_Work required_:
Could you show all lines in the entries below that contain the string "SocketAddr"?

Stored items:

= = = =

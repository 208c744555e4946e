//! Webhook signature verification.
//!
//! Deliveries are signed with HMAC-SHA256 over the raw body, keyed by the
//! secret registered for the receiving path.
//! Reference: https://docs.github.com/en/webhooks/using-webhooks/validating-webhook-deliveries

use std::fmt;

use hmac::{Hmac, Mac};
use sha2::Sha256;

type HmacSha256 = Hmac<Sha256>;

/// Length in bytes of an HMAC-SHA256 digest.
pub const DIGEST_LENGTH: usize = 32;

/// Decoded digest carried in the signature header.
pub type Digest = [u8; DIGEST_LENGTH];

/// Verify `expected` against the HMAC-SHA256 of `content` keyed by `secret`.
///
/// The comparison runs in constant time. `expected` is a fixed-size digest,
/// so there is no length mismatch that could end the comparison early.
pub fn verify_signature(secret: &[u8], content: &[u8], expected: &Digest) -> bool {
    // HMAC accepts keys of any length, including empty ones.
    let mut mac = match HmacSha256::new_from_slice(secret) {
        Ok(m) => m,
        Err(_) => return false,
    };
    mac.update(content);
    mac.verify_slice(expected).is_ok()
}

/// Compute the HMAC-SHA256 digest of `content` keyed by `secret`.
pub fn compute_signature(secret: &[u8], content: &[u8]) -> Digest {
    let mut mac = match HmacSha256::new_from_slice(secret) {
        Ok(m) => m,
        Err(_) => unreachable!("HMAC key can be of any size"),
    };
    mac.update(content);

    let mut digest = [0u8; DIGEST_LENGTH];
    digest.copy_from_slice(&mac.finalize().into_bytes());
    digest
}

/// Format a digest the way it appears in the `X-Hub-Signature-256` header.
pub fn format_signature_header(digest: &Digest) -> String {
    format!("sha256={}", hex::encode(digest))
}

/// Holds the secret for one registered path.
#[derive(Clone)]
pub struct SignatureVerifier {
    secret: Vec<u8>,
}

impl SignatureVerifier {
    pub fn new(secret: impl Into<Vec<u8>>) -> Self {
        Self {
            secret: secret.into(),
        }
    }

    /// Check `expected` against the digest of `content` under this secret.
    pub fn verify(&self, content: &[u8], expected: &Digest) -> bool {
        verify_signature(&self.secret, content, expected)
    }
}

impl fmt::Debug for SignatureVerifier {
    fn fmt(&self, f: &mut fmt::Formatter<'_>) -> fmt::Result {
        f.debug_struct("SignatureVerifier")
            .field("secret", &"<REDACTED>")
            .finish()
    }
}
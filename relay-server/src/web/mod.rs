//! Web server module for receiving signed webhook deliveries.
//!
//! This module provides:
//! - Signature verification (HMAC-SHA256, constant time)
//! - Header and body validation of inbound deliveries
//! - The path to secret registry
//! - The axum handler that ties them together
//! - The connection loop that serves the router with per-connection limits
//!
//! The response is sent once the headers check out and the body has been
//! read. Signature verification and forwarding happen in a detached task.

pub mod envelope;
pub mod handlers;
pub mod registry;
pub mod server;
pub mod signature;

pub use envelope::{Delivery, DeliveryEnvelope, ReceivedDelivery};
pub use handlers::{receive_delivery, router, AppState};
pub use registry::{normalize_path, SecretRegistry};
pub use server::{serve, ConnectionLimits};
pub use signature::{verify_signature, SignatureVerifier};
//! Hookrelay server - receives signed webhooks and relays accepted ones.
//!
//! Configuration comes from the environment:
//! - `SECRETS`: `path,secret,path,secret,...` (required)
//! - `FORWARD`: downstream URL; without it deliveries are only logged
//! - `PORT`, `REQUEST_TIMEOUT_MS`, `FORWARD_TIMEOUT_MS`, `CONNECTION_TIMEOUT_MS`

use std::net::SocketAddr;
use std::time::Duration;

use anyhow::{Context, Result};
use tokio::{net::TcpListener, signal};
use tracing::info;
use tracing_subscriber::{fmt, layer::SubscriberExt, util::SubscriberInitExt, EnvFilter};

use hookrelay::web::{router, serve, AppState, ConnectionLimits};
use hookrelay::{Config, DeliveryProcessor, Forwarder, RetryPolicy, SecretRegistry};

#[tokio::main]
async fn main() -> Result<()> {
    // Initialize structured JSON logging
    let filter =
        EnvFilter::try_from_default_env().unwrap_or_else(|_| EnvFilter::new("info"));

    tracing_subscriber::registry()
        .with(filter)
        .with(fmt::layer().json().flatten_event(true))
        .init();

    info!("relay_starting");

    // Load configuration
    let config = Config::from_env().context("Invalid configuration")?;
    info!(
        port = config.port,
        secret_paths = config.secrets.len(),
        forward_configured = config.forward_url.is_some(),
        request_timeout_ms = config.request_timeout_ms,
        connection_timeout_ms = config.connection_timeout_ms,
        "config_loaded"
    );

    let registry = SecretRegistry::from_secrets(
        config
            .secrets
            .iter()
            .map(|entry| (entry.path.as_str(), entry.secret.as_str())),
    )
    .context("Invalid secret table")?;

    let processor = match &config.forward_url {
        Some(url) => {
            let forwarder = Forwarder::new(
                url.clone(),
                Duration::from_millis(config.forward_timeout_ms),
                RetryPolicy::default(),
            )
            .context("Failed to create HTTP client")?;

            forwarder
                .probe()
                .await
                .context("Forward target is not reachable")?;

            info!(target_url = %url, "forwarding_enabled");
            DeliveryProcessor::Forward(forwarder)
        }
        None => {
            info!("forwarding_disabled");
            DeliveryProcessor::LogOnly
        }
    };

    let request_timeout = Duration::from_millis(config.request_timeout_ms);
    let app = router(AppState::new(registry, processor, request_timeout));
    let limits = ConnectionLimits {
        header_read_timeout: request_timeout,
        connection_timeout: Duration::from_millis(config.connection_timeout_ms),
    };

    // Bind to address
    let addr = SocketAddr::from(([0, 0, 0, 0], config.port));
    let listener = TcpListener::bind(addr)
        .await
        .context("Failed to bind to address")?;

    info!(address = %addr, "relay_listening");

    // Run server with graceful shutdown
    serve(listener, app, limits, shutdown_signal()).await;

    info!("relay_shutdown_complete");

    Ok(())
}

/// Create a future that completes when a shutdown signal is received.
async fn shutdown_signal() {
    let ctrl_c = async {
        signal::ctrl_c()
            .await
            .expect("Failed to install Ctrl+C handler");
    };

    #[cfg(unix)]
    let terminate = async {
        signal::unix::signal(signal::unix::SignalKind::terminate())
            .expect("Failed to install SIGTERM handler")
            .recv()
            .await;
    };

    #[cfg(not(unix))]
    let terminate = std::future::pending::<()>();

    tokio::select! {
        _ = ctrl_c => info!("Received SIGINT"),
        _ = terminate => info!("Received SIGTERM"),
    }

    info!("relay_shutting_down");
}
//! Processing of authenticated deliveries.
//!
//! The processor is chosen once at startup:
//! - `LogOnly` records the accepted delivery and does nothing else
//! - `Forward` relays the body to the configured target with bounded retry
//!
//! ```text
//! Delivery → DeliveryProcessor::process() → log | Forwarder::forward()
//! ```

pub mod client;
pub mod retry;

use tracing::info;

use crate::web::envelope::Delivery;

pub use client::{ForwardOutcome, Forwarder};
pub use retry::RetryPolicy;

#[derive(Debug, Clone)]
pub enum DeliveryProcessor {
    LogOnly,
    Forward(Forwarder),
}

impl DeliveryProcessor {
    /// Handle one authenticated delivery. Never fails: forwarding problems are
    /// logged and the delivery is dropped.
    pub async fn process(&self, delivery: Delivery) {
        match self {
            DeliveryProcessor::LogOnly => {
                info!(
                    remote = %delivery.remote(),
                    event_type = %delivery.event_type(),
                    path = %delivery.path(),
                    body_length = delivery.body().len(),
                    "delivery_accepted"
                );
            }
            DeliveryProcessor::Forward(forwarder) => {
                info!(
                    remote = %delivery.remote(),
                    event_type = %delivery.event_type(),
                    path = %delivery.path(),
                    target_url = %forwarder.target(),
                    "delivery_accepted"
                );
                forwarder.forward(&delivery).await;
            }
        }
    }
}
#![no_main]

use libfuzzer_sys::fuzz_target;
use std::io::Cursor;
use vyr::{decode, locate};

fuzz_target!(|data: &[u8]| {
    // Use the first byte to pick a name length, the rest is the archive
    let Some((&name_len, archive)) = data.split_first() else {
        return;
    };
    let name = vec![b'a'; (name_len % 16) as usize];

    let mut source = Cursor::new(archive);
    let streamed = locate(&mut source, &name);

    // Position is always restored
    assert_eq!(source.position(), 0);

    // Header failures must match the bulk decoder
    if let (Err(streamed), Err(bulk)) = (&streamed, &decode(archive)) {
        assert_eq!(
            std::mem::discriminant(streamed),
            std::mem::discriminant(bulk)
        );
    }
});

= = = =

_Exercise answer_:
use std::net::SocketAddr;
    let addr = SocketAddr::from(([0, 0, 0, 0], config.port));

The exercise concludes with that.